Reproductive and sexual health organizations often recommend condoms as a specific backup method help prevent the spread of sexually transmitted infections (STIs). The pill doesn’t offer any protection against sexually transmitted infections which can be just as much of a risk — sometimes more so — as pregnancy is.
I’m not trying to second-guess anyone’s relationships or history. However, one thing the consistently high young adult STI rates tell us is that often, people assuming there to be no STIs without testing often assume incorrectly. Just so we’re all on the same page, people being “virgins” doesn’t automatically mean everyone is STI-free, especially if the definition of virgin is only about vaginal intercourse, as other sexual activities pose risks of infections, too. Sometimes it’s also very hard for people to be honest about their sexual history when the stakes are high, like if one partner really, really wants the other to have had no past sexual experiences.
The way we can accurately know our STI status is through STI testing. So, unless partners have recently been tested, it’s just not sound to assume everybody’s free and clear of STIs just based on sexual history or what someone says their history is.

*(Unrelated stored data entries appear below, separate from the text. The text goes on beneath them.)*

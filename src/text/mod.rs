//! Text cleaning and review-length features.
//!
//! Cleaning must reproduce the training-time preprocessing exactly: the
//! vectorizer's vocabulary was fitted on lower-cased, punctuation-stripped
//! text, so inference applies the same transform before lookup.
//!
//! Two review-length definitions exist in the wild and are **not**
//! interchangeable: whitespace-token count of the cleaned text
//! ([`word_count`]) versus character count of the original text
//! ([`char_length`]). Both are exposed as named functions; the feature
//! schema shipped with the trained artifacts decides which one a model uses
//! (see [`crate::assemble::NumericColumn`]).

mod vectorize;

pub use vectorize::TfidfVectorizer;

/// Lower-cases text and strips every character that is not a word character
/// or whitespace (the `[^\w\s]` class: letters, digits, underscore, and
/// whitespace survive).
///
/// Idempotent, and never produces a longer string. Empty input is valid
/// here; rejecting blank reviews is the caller's job, before assembly.
///
/// # Examples
///
/// ```
/// use sentir::text::clean_text;
///
/// assert_eq!(
///     clean_text("The dress fits perfectly and looks amazing!"),
///     "the dress fits perfectly and looks amazing"
/// );
/// assert_eq!(clean_text("5*, would buy again :-)"), "5 would buy again ");
/// ```
#[must_use]
pub fn clean_text(text: &str) -> String {
    text.to_lowercase()
        .chars()
        .filter(|&c| c.is_alphanumeric() || c == '_' || c.is_whitespace())
        .collect()
}

/// Count of whitespace-delimited tokens in cleaned text.
///
/// # Examples
///
/// ```
/// use sentir::text::{clean_text, word_count};
///
/// let cleaned = clean_text("The dress fits perfectly and looks amazing!");
/// assert_eq!(word_count(&cleaned), 7);
/// ```
#[must_use]
pub fn word_count(cleaned: &str) -> usize {
    cleaned.split_whitespace().count()
}

/// Character count of the original, uncleaned review text.
///
/// # Examples
///
/// ```
/// use sentir::text::char_length;
///
/// assert_eq!(char_length("Nice!"), 5);
/// ```
#[must_use]
pub fn char_length(raw: &str) -> usize {
    raw.chars().count()
}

Beyond STI protection when backing up with condoms, what can dual contraception do for you? It ups your protection, no matter what. You can see how much it can do that with various combinations here. It can cover your butt if you do forget a pill or take one late. If you’re using two methods, not only do you get extra physical protection in case of snafus, you also get some peace of mind if you do make any slip-ups. Pregnancy scares can just do a serious number on anyone’s life, so being able to say, “But wait! We were also using a condom! Phew!” can be a big comfort and help prevent a lot of freakouts. As well, when one partner is in charge of one method, and the other has one they also get to be in charge of, it can be one of many ways to help partners share responsibility and ownership over sexual and reproductive decision-making, which a lot of people find empowering for themselves and their relationships.
For those who have already been tested and know their status, or who haven’t been, but still want a backup that isn’t male condoms, female condoms, cervical barriers, the sponge, withdrawal and spermicides are other methods that can safely be used with the pill.